E’ possibile trovare una descrizione sufficientemente approfondita di quale fossero le condizioni dell’edificio e di quanto in essa si trovava, scorrendo gli atti della Visita Pastorale effettuata tra il 19 novembre e il 13 dicembre 1853 dall’Arcivescovo Bartolomeo Carlo Romilli. La struttura – lunga 12 braccia, larga 8 e alta 10 - appariva dotata di una sola porta di ingresso, affiancata da due finestre, e presentava altre tre finestre sprovviste di vetri sui lati. La volta era a botte ed il pavimento di mattoni. L’Arcivescovo descrisse con dovizia di particolari l’unico altare: “alto 20 once, largo braccia 3 largo 13”, in muratura, senza fori, addossato alla parete di fondo, purtroppo leggermente “rotto”, provvisto di predella, candelieri, croce e tabelle, ma senza balaustre. Davanti all’altare era posta la croce, come prescritto dai canoni tridentini.

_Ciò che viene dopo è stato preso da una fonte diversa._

use std::path::{Path, PathBuf};

use anyhow::{Context, Result};
use chrono::{DateTime, Utc};
use tracing::{debug, info};

use crate::models::{iso_timestamp, Offer, PersistedResult, SearchRequest};

/// Writes sorted search results as JSON files into one directory
pub struct ResultsWriter {
    dir: PathBuf,
}

impl ResultsWriter {
    pub fn new(dir: impl Into<PathBuf>) -> Self {
        Self { dir: dir.into() }
    }

    pub fn dir(&self) -> &Path {
        &self.dir
    }

    /// Create the results directory and any missing parents
    pub async fn ensure_dir(&self) -> Result<()> {
        tokio::fs::create_dir_all(&self.dir)
            .await
            .with_context(|| format!("Failed to create results directory {}", self.dir.display()))
    }

    /// Persist `flights` for `request`, stamped with the current time
    pub async fn save(&self, request: &SearchRequest, flights: Vec<Offer>) -> Result<PathBuf> {
        self.save_at(request, flights, Utc::now()).await
    }

    /// Persist `flights` for `request`, stamped with `instant`.
    ///
    /// The document goes to a `.tmp` sibling first and is renamed into
    /// place, so an interrupted run never leaves a truncated result file.
    pub async fn save_at(
        &self,
        request: &SearchRequest,
        flights: Vec<Offer>,
        instant: DateTime<Utc>,
    ) -> Result<PathBuf> {
        self.ensure_dir().await?;

        let filename = result_filename(request, &instant);
        let path = self.dir.join(&filename);
        let tmp_path = self.dir.join(format!("{}.tmp", filename));

        let document = PersistedResult {
            search_params: request.clone(),
            flights,
            timestamp: instant,
        };
        let json = serde_json::to_string_pretty(&document)?;

        debug!("Writing {} bytes to {}", json.len(), tmp_path.display());
        tokio::fs::write(&tmp_path, json)
            .await
            .with_context(|| format!("Failed to write {}", tmp_path.display()))?;
        tokio::fs::rename(&tmp_path, &path)
            .await
            .with_context(|| format!("Failed to move results into {}", path.display()))?;

        info!("💾 Results saved to: {}", filename);
        Ok(path)
    }
}

/// `flights_<origin>_<destination>_<departureDate>_<timestamp>.json`
/// with `:` and `.` in the timestamp replaced by `-`
pub fn result_filename(request: &SearchRequest, instant: &DateTime<Utc>) -> String {
    let timestamp = iso_timestamp(instant).replace([':', '.'], "-");
    format!(
        "flights_{}_{}_{}_{}.json",
        request.origin, request.destination, request.departure_date, timestamp
    )
}

#[cfg(test)]
mod tests {
    use super::*;
    use chrono::TimeZone;
    use serde_json::{json, Value};
    use tempfile::tempdir;

    fn instant() -> DateTime<Utc> {
        Utc.with_ymd_and_hms(2024, 5, 20, 9, 5, 3).unwrap() + chrono::Duration::milliseconds(42)
    }

    fn offer(total: &str) -> Offer {
        serde_json::from_value(json!({
            "price": { "grandTotal": total, "currency": "USD" },
            "itineraries": [{ "duration": "PT6H", "segments": [] }]
        }))
        .unwrap()
    }

    #[test]
    fn filename_replaces_colons_and_dots() {
        let request = SearchRequest::one_way("JFK", "LAX", "2024-06-01");
        assert_eq!(
            result_filename(&request, &instant()),
            "flights_JFK_LAX_2024-06-01_2024-05-20T09-05-03-042Z.json"
        );
    }

    #[tokio::test]
    async fn ensure_dir_is_idempotent() {
        let temp = tempdir().expect("failed to create tempdir");
        let writer = ResultsWriter::new(temp.path().join("nested").join("results"));

        writer.ensure_dir().await.unwrap();
        writer.ensure_dir().await.unwrap();

        assert!(writer.dir().is_dir());
    }

    #[tokio::test]
    async fn writes_pretty_document() {
        let temp = tempdir().expect("failed to create tempdir");
        let writer = ResultsWriter::new(temp.path().join("results"));
        let request = SearchRequest::one_way("JFK", "LAX", "2024-06-01");

        let path = writer
            .save_at(&request, vec![offer("50.50"), offer("200.00")], instant())
            .await
            .unwrap();

        assert_eq!(
            path.file_name().unwrap().to_str().unwrap(),
            "flights_JFK_LAX_2024-06-01_2024-05-20T09-05-03-042Z.json"
        );

        let text = std::fs::read_to_string(&path).unwrap();
        assert!(text.starts_with("{\n  \"searchParams\""));

        let value: Value = serde_json::from_str(&text).unwrap();
        assert_eq!(value["timestamp"], json!("2024-05-20T09:05:03.042Z"));
        assert_eq!(value["searchParams"]["origin"], json!("JFK"));
        assert_eq!(value["flights"][0]["price"]["grandTotal"], json!("50.50"));
        assert_eq!(value["flights"][1]["price"]["grandTotal"], json!("200.00"));

        let leftovers: Vec<_> = std::fs::read_dir(writer.dir())
            .unwrap()
            .filter_map(|entry| entry.ok())
            .filter(|entry| entry.path().extension().is_some_and(|ext| ext == "tmp"))
            .collect();
        assert!(leftovers.is_empty());
    }

    #[tokio::test]
    async fn same_name_is_overwritten() {
        let temp = tempdir().expect("failed to create tempdir");
        let writer = ResultsWriter::new(temp.path());
        let request = SearchRequest::one_way("JFK", "LAX", "2024-06-01");

        writer.save_at(&request, vec![offer("1.00")], instant()).await.unwrap();
        let path = writer
            .save_at(&request, vec![offer("2.00")], instant())
            .await
            .unwrap();

        let value: Value = serde_json::from_str(&std::fs::read_to_string(path).unwrap()).unwrap();
        assert_eq!(value["flights"].as_array().unwrap().len(), 1);
        assert_eq!(value["flights"][0]["price"]["grandTotal"], json!("2.00"));
    }
}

Il verbale della visita si concluse con la seguente espressione: «Fu fabbricata pei morti della peste e il popolo vi ha grande devozione. Vi è l’obbligo di 12 messe all’anno».
Quarantatre anni dopo, un Arcivescovo tornò a visitare la Chiesa di sant’Agostino: il Cardinale Andrea Carlo Ferrari, che compì la sua visita alla Prepositurale di Trezzo il primo marzo 1896. Il presule constatò lo stato di trascuratezza in cui versava l’edificio, tanto che, nei decreti emessi il 2 aprile successivo, prescrisse che si facesse «una buona imbiancatura alle pareti», sia interne, sia esterne. Particolarmente bisognoso di restauro era l’altare che «trovasi in condizione desolante» e per il quale era necessario procurare «una nuova pietra sacra, in sostituzione di quella dissacrata», ma anche provvedere ad una generale ripulitura di tutto l’altare. Con molta probabilità si celebrava raramente, tanto che il cardinale Ferrari ritenne opportuno «provvedere la sagrestia d’un genuflessorio pel sacerdote ed anche del quadro contenente le preci d’apparecchio e ringraziamento alla S. Messa». Nell’aula si trovava un quadro raffigurante Sant’Antonio che, tuttavia, era tutto guasto e corroso, tanto da rendersi necessaria una sua sostituzione con una nuova effige.
Il secolo scorso non vide particolari interventi sulla struttura, sebbene non mancò mai la considerazione dei trezzesi verso la chiesa. Con il passare degli anni non fu rispettato l’obbligo imposto dal Cardinal Ferrari di celebrare 12 Sante Messe annuali: le occasioni per radunare un’assemblea orante furono sempre più rade, anche se la consuetudine di scendere in Val di Porto per una preghiera o per le occasionali celebrazioni volute dal Prevosto non cessarono mai del tutto.
È degli anni Novanta la decisione di procedere al restauro dell’affresco della Crocefissone originariamente posto sulla parete di fondo e poi staccato. Altri progetti di intervento e di restauro conservativo, allo stato attuale, non sono ancora stati condotti.
Resta comunque il fascino di un edificio che, per quanto attualmente poco accessibile, rappresenta uno dei “gioielli” di cui la comunità trezzese è ricca.